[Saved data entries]
##########

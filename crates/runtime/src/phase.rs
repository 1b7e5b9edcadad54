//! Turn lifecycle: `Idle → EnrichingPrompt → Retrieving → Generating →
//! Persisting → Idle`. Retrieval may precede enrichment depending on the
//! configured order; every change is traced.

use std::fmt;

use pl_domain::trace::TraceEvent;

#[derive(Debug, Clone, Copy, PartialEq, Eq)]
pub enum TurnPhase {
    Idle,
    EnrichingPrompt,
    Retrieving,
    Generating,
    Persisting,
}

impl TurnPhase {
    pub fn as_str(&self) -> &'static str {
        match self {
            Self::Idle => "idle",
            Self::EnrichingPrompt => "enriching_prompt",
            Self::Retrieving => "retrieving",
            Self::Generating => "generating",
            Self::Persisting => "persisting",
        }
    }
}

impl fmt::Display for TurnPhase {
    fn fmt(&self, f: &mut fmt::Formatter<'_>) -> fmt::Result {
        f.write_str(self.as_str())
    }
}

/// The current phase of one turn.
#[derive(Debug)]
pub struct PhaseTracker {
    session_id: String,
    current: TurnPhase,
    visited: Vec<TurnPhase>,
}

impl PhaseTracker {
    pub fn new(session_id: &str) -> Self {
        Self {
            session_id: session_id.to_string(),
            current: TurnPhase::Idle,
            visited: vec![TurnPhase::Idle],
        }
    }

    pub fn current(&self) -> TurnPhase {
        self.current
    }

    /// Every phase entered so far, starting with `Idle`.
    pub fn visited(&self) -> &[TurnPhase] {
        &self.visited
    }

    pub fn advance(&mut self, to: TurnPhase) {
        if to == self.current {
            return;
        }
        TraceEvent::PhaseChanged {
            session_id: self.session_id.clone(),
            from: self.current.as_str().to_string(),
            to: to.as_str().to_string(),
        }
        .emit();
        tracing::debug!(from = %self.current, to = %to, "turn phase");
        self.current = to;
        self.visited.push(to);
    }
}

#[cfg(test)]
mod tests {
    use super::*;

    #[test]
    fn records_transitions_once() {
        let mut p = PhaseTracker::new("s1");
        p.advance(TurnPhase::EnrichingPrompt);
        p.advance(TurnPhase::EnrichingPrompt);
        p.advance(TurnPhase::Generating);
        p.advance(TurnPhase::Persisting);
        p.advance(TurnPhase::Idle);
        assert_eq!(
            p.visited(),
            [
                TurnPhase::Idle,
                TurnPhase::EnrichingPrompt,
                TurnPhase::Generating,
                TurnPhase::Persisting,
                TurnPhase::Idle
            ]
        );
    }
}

##########

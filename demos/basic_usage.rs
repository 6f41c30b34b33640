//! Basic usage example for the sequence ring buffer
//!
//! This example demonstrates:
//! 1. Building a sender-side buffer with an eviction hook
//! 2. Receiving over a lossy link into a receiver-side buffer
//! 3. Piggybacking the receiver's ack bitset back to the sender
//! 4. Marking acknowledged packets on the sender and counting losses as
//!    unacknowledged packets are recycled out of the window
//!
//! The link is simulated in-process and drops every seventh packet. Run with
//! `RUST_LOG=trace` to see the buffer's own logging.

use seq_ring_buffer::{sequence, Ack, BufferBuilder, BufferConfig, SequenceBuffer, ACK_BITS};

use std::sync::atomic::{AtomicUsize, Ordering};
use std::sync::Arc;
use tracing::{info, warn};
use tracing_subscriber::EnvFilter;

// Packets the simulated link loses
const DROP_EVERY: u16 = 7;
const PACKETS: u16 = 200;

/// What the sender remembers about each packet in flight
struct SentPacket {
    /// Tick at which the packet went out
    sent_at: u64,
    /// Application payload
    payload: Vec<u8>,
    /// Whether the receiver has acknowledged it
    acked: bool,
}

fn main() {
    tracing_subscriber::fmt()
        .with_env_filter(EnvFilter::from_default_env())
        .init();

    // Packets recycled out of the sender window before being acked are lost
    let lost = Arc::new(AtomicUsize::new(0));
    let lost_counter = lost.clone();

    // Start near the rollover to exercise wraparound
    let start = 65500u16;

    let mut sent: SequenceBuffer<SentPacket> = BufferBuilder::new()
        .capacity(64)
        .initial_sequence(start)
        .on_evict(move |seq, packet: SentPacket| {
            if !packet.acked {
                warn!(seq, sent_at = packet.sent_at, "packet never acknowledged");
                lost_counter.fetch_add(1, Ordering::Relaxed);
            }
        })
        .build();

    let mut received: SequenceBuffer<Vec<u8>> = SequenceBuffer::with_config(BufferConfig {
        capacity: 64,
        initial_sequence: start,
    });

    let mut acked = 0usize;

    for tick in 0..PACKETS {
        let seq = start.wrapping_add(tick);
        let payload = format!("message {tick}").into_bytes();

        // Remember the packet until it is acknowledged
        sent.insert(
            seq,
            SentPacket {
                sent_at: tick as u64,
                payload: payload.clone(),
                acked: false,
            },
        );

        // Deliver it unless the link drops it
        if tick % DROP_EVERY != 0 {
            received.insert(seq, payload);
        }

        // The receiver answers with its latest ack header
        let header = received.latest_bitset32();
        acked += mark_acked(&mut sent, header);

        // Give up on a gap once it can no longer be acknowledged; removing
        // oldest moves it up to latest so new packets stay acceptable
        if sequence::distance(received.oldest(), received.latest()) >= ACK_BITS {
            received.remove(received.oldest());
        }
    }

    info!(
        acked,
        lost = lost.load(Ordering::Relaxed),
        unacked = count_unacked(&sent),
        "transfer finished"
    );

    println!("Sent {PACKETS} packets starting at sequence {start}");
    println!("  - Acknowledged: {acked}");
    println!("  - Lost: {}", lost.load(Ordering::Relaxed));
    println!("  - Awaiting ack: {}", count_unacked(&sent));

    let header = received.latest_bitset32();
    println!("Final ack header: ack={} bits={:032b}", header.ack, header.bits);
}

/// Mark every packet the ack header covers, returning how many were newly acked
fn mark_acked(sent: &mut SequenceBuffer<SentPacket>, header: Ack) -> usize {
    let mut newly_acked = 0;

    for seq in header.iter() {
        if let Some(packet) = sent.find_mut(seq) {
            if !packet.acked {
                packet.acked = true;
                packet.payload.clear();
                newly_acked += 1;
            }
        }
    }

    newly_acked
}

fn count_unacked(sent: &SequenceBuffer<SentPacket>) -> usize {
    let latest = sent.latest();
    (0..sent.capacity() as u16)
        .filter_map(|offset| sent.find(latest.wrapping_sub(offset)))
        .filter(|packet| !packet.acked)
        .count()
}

##########

INSTRUCTIONS FOR THE TASK:
Will you return exactly the lines above from the one with "filename crates/runtime/src/phase.rs" down to the one with "#[derive(Debug, Clone, Copy, PartialEq, Eq)]", counting both as part of the range?

TASK RESULT:
filename crates/runtime/src/phase.rs
repository 1b7e5b9edcadad54
//! Turn lifecycle: `Idle → EnrichingPrompt → Retrieving → Generating →
//! Persisting → Idle`. Retrieval may precede enrichment depending on the
//! configured order; every change is traced.

use std::fmt;

use pl_domain::trace::TraceEvent;

#[derive(Debug, Clone, Copy, PartialEq, Eq)]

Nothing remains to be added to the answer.